RECORDS FOR THIS EXERCISE
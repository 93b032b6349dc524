//! Domains backfilling the same reference table at the same time

use kf_core::{Config, FactBatch, RunMode, TableStatus};
use kf_db::{DuckDbStore, ReferenceStore};
use kf_engine::{HybridReferenceCoordinator, RetryPolicy};
use serde_json::{json, Map, Value};
use std::time::Duration;

const PROJECT: &str = r#"
name: warehouse
tracking: { enabled: false }
domains:
  a:
    foreign_keys:
      - name: plan
        source_column: plan_code
        target_table: plans
        target_key: plan_code
        backfill_columns:
          - target: tags
            aggregation:
              type: jsonb_append
              code: "rows | pluck('tag') | non_blank | distinct"
  b:
    foreign_keys:
      - name: plan
        source_column: plan_code
        target_table: plans
        target_key: plan_code
        backfill_columns:
          - target: tags
            aggregation:
              type: jsonb_append
              code: "rows | pluck('tag') | non_blank | distinct"
"#;

const KEYS_PER_ROUND: usize = 200;
const ROUNDS: usize = 10;

fn batch(round: usize, tag: &str) -> FactBatch {
    let rows: Vec<Map<String, Value>> = (0..KEYS_PER_ROUND)
        .map(|i| {
            serde_json::from_value(json!({"plan_code": format!("R{round}K{i}"), "tag": tag}))
                .unwrap()
        })
        .collect();
    FactBatch::from_rows(&rows)
}

fn patient_retry() -> RetryPolicy {
    RetryPolicy {
        max_attempts: 10,
        initial_delay: Duration::from_millis(5),
        ..RetryPolicy::default()
    }
}

/// Run every round for one domain on its own connection
fn backfill_rounds(store: DuckDbStore, config: &Config, domain: &str) -> Vec<String> {
    let coordinator = HybridReferenceCoordinator::new(&store, config.tracking.clone())
        .with_retry_policy(patient_retry());
    let mut failures = Vec::new();
    for round in 0..ROUNDS {
        let summary = coordinator
            .run(
                domain,
                config.domain(domain).unwrap(),
                &batch(round, domain),
                RunMode::Apply,
            )
            .unwrap();
        let plan = summary.table("plan").unwrap();
        if plan.status != TableStatus::Applied {
            failures.push(format!("{domain} round {round}: {:?}", plan.message));
        }
    }
    failures
}

#[test]
fn test_concurrent_domains_merge_the_same_keys() {
    let store = DuckDbStore::in_memory().unwrap();
    store
        .execute_batch("CREATE TABLE plans (plan_code VARCHAR PRIMARY KEY, tags VARCHAR[])")
        .unwrap();
    let config = Config::from_yaml_str(PROJECT).unwrap();

    let (conn_a, conn_b) = (store.try_clone().unwrap(), store.try_clone().unwrap());
    let failures: Vec<String> = std::thread::scope(|s| {
        let a = s.spawn(|| backfill_rounds(conn_a, &config, "a"));
        let b = s.spawn(|| backfill_rounds(conn_b, &config, "b"));
        let mut failures = a.join().unwrap();
        failures.extend(b.join().unwrap());
        failures
    });
    assert!(failures.is_empty(), "failed passes: {:?}", failures);

    let rows = store
        .load_facts(
            "SELECT count(*) AS total,
                    count(*) FILTER (WHERE len(tags) = 2) AS merged
             FROM plans",
        )
        .unwrap();
    let expected = (KEYS_PER_ROUND * ROUNDS) as i64;
    assert_eq!(rows.value("total", 0), Some(&json!(expected)));
    assert_eq!(rows.value("merged", 0), Some(&json!(expected)));
}
use super::*;

fn parse(yaml: &str) -> ForeignKeyConfig {
    serde_yaml::from_str(yaml).unwrap()
}

fn validate(fk: &ForeignKeyConfig) -> CoreResult<()> {
    fk.validate(&ExpressionEvaluator::new(), &["_source"])
}

#[test]
fn test_parse_full_descriptor() {
    let fk = parse(
        r#"
name: plan
source_column: plan_code
target_table: plans
target_key: plan_code
target_schema: mapping
mode: fill_null_only
skip_blank_values: false
depends_on: [org_unit]
backfill_columns:
  - source: plan_name
    target: name
  - source: institution
    target: institution
    aggregation: { type: max_by, order_column: scale }
  - source: product
    target: products
    optional: true
    aggregation: { type: concat_distinct, separator: ",", sort: true }
  - source: customer
    target: customer_count
    aggregation: { type: count_distinct }
  - target: plan_kind
    aggregation: { type: template, text: "auto" }
  - target: row_count
    aggregation: { type: lambda, code: "rows | length" }
  - target: tags
    aggregation: { type: jsonb_append, code: "rows | pluck('tag') | non_blank | distinct" }
"#,
    );
    assert_eq!(fk.mode, BackfillMode::FillNullOnly);
    assert!(!fk.skip_blank_values);
    assert_eq!(fk.qualified_table().to_string(), "mapping.plans");
    assert_eq!(fk.backfill_columns[0].aggregation, AggregationConfig::First);
    assert_eq!(
        fk.backfill_columns[2].aggregation,
        AggregationConfig::ConcatDistinct {
            separator: ",".to_string(),
            sort: true
        }
    );
    assert!(fk.has_array_columns());
    assert!(fk.backfill_columns[6].target_column().is_array());
    assert!(!fk.backfill_columns[0].target_column().is_array());
    assert_eq!(
        fk.fact_columns(),
        vec!["plan_code", "plan_name", "institution", "scale", "product", "customer"]
    );
    validate(&fk).unwrap();
}

#[test]
fn test_defaults() {
    let fk = parse("{name: plan, source_column: p, target_table: plans, target_key: code}");
    assert_eq!(fk.mode, BackfillMode::InsertMissing);
    assert!(fk.skip_blank_values);
    assert!(fk.depends_on.is_empty());
    assert!(fk.target_schema.is_none());
    assert_eq!(fk.qualified_table().to_string(), "plans");
}

#[test]
fn test_missing_required_parameter_is_rejected_by_type() {
    let err = serde_yaml::from_str::<AggregationConfig>("{type: max_by}").unwrap_err();
    assert!(err.to_string().contains("order_column"));

    let err = serde_yaml::from_str::<AggregationConfig>("{type: concat_distinct}").unwrap_err();
    assert!(err.to_string().contains("separator"));

    let err = serde_yaml::from_str::<AggregationConfig>("{type: jsonb_append}").unwrap_err();
    assert!(err.to_string().contains("code"));
}

#[test]
fn test_unknown_strategy_rejected() {
    let err = serde_yaml::from_str::<AggregationConfig>("{type: median}").unwrap_err();
    assert!(err.to_string().contains("median"));
}

#[test]
fn test_empty_order_column_rejected() {
    let fk = parse(
        r#"
name: plan
source_column: p
target_table: plans
target_key: code
backfill_columns:
  - { source: a, target: a, aggregation: { type: max_by, order_column: "" } }
"#,
    );
    assert!(matches!(
        validate(&fk),
        Err(CoreError::InvalidAggregation { ref column, .. }) if column == "a"
    ));
}

#[test]
fn test_source_required_for_row_strategies() {
    let fk = parse(
        r#"
name: plan
source_column: p
target_table: plans
target_key: code
backfill_columns:
  - { target: a, aggregation: { type: count_distinct } }
"#,
    );
    let err = validate(&fk).unwrap_err();
    assert!(err.to_string().contains("requires a 'source' column"));
}

#[test]
fn test_bad_expression_rejected_at_load() {
    let fk = parse(
        r#"
name: plan
source_column: p
target_table: plans
target_key: code
backfill_columns:
  - { target: tags, aggregation: { type: jsonb_append, code: "rows | pluck(" } }
"#,
    );
    let err = validate(&fk).unwrap_err();
    assert!(matches!(err, CoreError::InvalidAggregation { .. }));
    assert!(err.is_configuration_error());
}

#[test]
fn test_target_key_and_reserved_columns_rejected() {
    let fk = parse(
        r#"
name: plan
source_column: p
target_table: plans
target_key: code
backfill_columns:
  - { source: p, target: code }
"#,
    );
    assert!(validate(&fk).is_err());

    let fk = parse(
        r#"
name: plan
source_column: p
target_table: plans
target_key: code
backfill_columns:
  - { source: p, target: _source }
"#,
    );
    assert!(validate(&fk).unwrap_err().to_string().contains("reserved"));
}

#[test]
fn test_duplicate_target_rejected() {
    let fk = parse(
        r#"
name: plan
source_column: p
target_table: plans
target_key: code
backfill_columns:
  - { source: a, target: name }
  - { source: b, target: name }
"#,
    );
    assert!(validate(&fk).unwrap_err().to_string().contains("more than once"));
}

#[test]
fn test_required_fact_columns() {
    let fk = parse(
        r#"
name: plan
source_column: p
target_table: plans
target_key: code
backfill_columns:
  - { source: inst, target: inst, aggregation: { type: max_by, order_column: scale } }
  - { source: ignored, target: t, aggregation: { type: template, text: x } }
"#,
    );
    assert_eq!(
        fk.backfill_columns[0].required_fact_columns(),
        vec!["inst", "scale"]
    );
    assert!(fk.backfill_columns[1].required_fact_columns().is_empty());
}
use super::*;
use serde_json::json;

fn batch(rows: Value) -> FactBatch {
    let rows: Vec<Map<String, Value>> = serde_json::from_value(rows).unwrap();
    FactBatch::from_rows(&rows)
}

fn fk(yaml: &str) -> ForeignKeyConfig {
    serde_yaml::from_str(yaml).unwrap()
}

fn run(fk: &ForeignKeyConfig, batch: &FactBatch) -> Aggregated {
    let evaluator = ExpressionEvaluator::new();
    let mappings: Vec<&BackfillColumnMapping> = fk.backfill_columns.iter().collect();
    let groups = group_rows(batch, fk);
    let refs: Vec<&KeyGroup> = groups.iter().collect();
    Aggregator::new("annuity", fk, &mappings, batch, &evaluator).aggregate(&refs)
}

fn value_of<'r>(out: &'r Aggregated, key: &str, column: usize) -> &'r Value {
    &out
        .records
        .iter()
        .find(|r| r.key_text == key)
        .unwrap()
        .values[column]
}

#[test]
fn test_max_by_tie_keeps_first_occurrence() {
    let fk = fk(r#"
name: company
source_column: company
target_table: companies
target_key: company_id
backfill_columns:
  - { source: inst, target: institution, aggregation: { type: max_by, order_column: scale } }
"#);
    let batch = batch(json!([
        {"company": "C1", "inst": "A", "scale": 100},
        {"company": "C1", "inst": "B", "scale": 100},
    ]));
    let out = run(&fk, &batch);
    assert_eq!(value_of(&out, "C1", 0), &json!("A"));
}

#[test]
fn test_max_by_picks_greatest_order() {
    let fk = fk(r#"
name: company
source_column: company
target_table: companies
target_key: company_id
backfill_columns:
  - { source: inst, target: institution, aggregation: { type: max_by, order_column: scale } }
"#);
    let batch = batch(json!([
        {"company": "C1", "inst": "A", "scale": 20},
        {"company": "C1", "inst": "B", "scale": "300"},
        {"company": "C1", "inst": "", "scale": 999},
        {"company": "C1", "inst": "D", "scale": null},
    ]));
    let out = run(&fk, &batch);
    // blank values are skipped before ranking
    assert_eq!(value_of(&out, "C1", 0), &json!("B"));
}

#[test]
fn test_concat_distinct_sorted() {
    let fk = fk(r#"
name: plan
source_column: plan
target_table: plans
target_key: plan_code
backfill_columns:
  - { source: kind, target: kinds, aggregation: { type: concat_distinct, separator: ",", sort: true } }
"#);
    let batch = batch(json!([
        {"plan": "P1", "kind": "乙"},
        {"plan": "P1", "kind": "甲"},
        {"plan": "P1", "kind": "甲"},
    ]));
    let out = run(&fk, &batch);
    assert_eq!(value_of(&out, "P1", 0), &json!("甲,乙"));
}

#[test]
fn test_concat_distinct_unsorted_keeps_first_seen_order() {
    let fk = fk(r#"
name: plan
source_column: plan
target_table: plans
target_key: plan_code
backfill_columns:
  - { source: kind, target: kinds, aggregation: { type: concat_distinct, separator: " | " } }
"#);
    let batch = batch(json!([
        {"plan": "P1", "kind": "zeta"},
        {"plan": "P1", "kind": "  "},
        {"plan": "P1", "kind": "alpha"},
        {"plan": "P1", "kind": "zeta"},
        {"plan": "P2", "kind": null},
    ]));
    let out = run(&fk, &batch);
    assert_eq!(value_of(&out, "P1", 0), &json!("zeta | alpha"));
    assert_eq!(value_of(&out, "P2", 0), &Value::Null);
}

#[test]
fn test_count_distinct_and_template() {
    let fk = fk(r#"
name: plan
source_column: plan
target_table: plans
target_key: plan_code
backfill_columns:
  - { source: customer, target: customers, aggregation: { type: count_distinct } }
  - { target: origin, aggregation: { type: template, text: "fact backfill" } }
"#);
    let batch = batch(json!([
        {"plan": "P1", "customer": "c1"},
        {"plan": "P1", "customer": "c2"},
        {"plan": "P1", "customer": "c1"},
        {"plan": "P1", "customer": ""},
    ]));
    let out = run(&fk, &batch);
    assert_eq!(value_of(&out, "P1", 0), &json!(2));
    assert_eq!(value_of(&out, "P1", 1), &json!("fact backfill"));
}

#[test]
fn test_first_respects_skip_blank_values() {
    let yaml = r#"
name: plan
source_column: plan
target_table: plans
target_key: plan_code
skip_blank_values: SKIP
backfill_columns:
  - { source: name, target: name }
"#;
    let batch = batch(json!([
        {"plan": "P1", "name": ""},
        {"plan": "P1", "name": "Plan One"},
    ]));

    let skipping = fk(&yaml.replace("SKIP", "true"));
    assert_eq!(value_of(&run(&skipping, &batch), "P1", 0), &json!("Plan One"));

    let keeping = fk(&yaml.replace("SKIP", "false"));
    assert_eq!(value_of(&run(&keeping, &batch), "P1", 0), &json!(""));
}

#[test]
fn test_jsonb_append_failure_is_isolated_per_group() {
    let fk = fk(r#"
name: plan
source_column: plan
target_table: plans
target_key: plan_code
backfill_columns:
  - target: tags
    aggregation:
      type: jsonb_append
      code: "fail('boom') if key == 'BAD' else rows | pluck('tag') | non_blank | distinct"
"#);
    let batch = batch(json!([
        {"plan": "P1", "tag": "2501中标"},
        {"plan": "BAD", "tag": "x"},
        {"plan": "P1", "tag": "2501中标"},
        {"plan": "P2", "tag": "2502中标"},
    ]));
    let out = run(&fk, &batch);

    assert_eq!(out.records.len(), 3);
    assert_eq!(value_of(&out, "P1", 0), &json!(["2501中标"]));
    assert_eq!(value_of(&out, "P2", 0), &json!(["2502中标"]));
    assert_eq!(value_of(&out, "BAD", 0), &json!([]));

    assert_eq!(out.errors.len(), 1);
    assert_eq!(out.errors[0].key, "BAD");
    assert_eq!(out.errors[0].column, "tags");
    assert!(out.errors[0].message.contains("boom"));
}

#[test]
fn test_jsonb_append_wraps_scalars_and_drops_duplicates() {
    let fk = fk(r#"
name: plan
source_column: plan
target_table: plans
target_key: plan_code
backfill_columns:
  - { target: single, aggregation: { type: jsonb_append, code: "key" } }
  - { target: none, aggregation: { type: jsonb_append, code: "none" } }
  - { target: dupes, aggregation: { type: jsonb_append, code: "rows | pluck('tag')" } }
"#);
    let batch = batch(json!([
        {"plan": "P1", "tag": "a"},
        {"plan": "P1", "tag": null},
        {"plan": "P1", "tag": "a"},
    ]));
    let out = run(&fk, &batch);
    assert_eq!(value_of(&out, "P1", 0), &json!(["P1"]));
    assert_eq!(value_of(&out, "P1", 1), &json!([]));
    assert_eq!(value_of(&out, "P1", 2), &json!(["a"]));
}

#[test]
fn test_lambda_scalar_and_non_scalar_failure() {
    let fk = fk(r#"
name: plan
source_column: plan
target_table: plans
target_key: plan_code
backfill_columns:
  - { target: row_count, aggregation: { type: lambda, code: "rows | length" } }
  - { target: bad, aggregation: { type: lambda, code: "rows | pluck('tag')" } }
"#);
    let batch = batch(json!([
        {"plan": "P1", "tag": "a"},
        {"plan": "P1", "tag": "b"},
    ]));
    let out = run(&fk, &batch);
    assert_eq!(value_of(&out, "P1", 0), &json!(2));
    assert_eq!(value_of(&out, "P1", 1), &Value::Null);
    assert_eq!(out.errors.len(), 1);
    assert_eq!(out.errors[0].column, "bad");
}

#[test]
fn test_group_rows() {
    let fk = fk(r#"
name: plan
source_column: plan
target_table: plans
target_key: plan_code
"#);
    let batch = batch(json!([
        {"plan": "P2"},
        {"plan": null},
        {"plan": "  "},
        {"plan": "P1"},
        {"plan": "P2"},
        {"plan": 7},
    ]));
    let groups = group_rows(&batch, &fk);
    let keys: Vec<&str> = groups.iter().map(|g| g.key_text.as_str()).collect();
    assert_eq!(keys, vec!["P2", "P1", "7"]);
    assert_eq!(groups[0].rows, vec![0, 4]);
    assert_eq!(groups[2].key, json!(7));
}

#[test]
fn test_group_rows_keeps_blank_keys_when_asked() {
    let fk = fk(r#"
name: plan
source_column: plan
target_table: plans
target_key: plan_code
skip_blank_values: false
"#);
    let batch = batch(json!([{"plan": ""}, {"plan": null}]));
    let groups = group_rows(&batch, &fk);
    assert_eq!(groups.len(), 1);
    assert_eq!(groups[0].key_text, "");
}

#[test]
fn test_group_rows_without_source_column() {
    let fk = fk("{name: plan, source_column: missing, target_table: plans, target_key: code}");
    let batch = batch(json!([{"plan": "P1"}]));
    assert!(group_rows(&batch, &fk).is_empty());
}

#[test]
fn test_collate_orders_ascii_before_hanzi() {
    let mut values = vec!["乙".to_string(), "b".to_string(), "甲".to_string(), "A".to_string()];
    collate(&mut values);
    assert_eq!(values, vec!["A", "b", "甲", "乙"]);
}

YOUR OBJECTIVE
Would you please show every line of the material above that includes the string "kinds"?

ANSWER SPACE
  - { source: kind, target: kinds, aggregation: { type: concat_distinct, separator: ",", sort: true } }
  - { source: kind, target: kinds, aggregation: { type: concat_distinct, separator: " | " } }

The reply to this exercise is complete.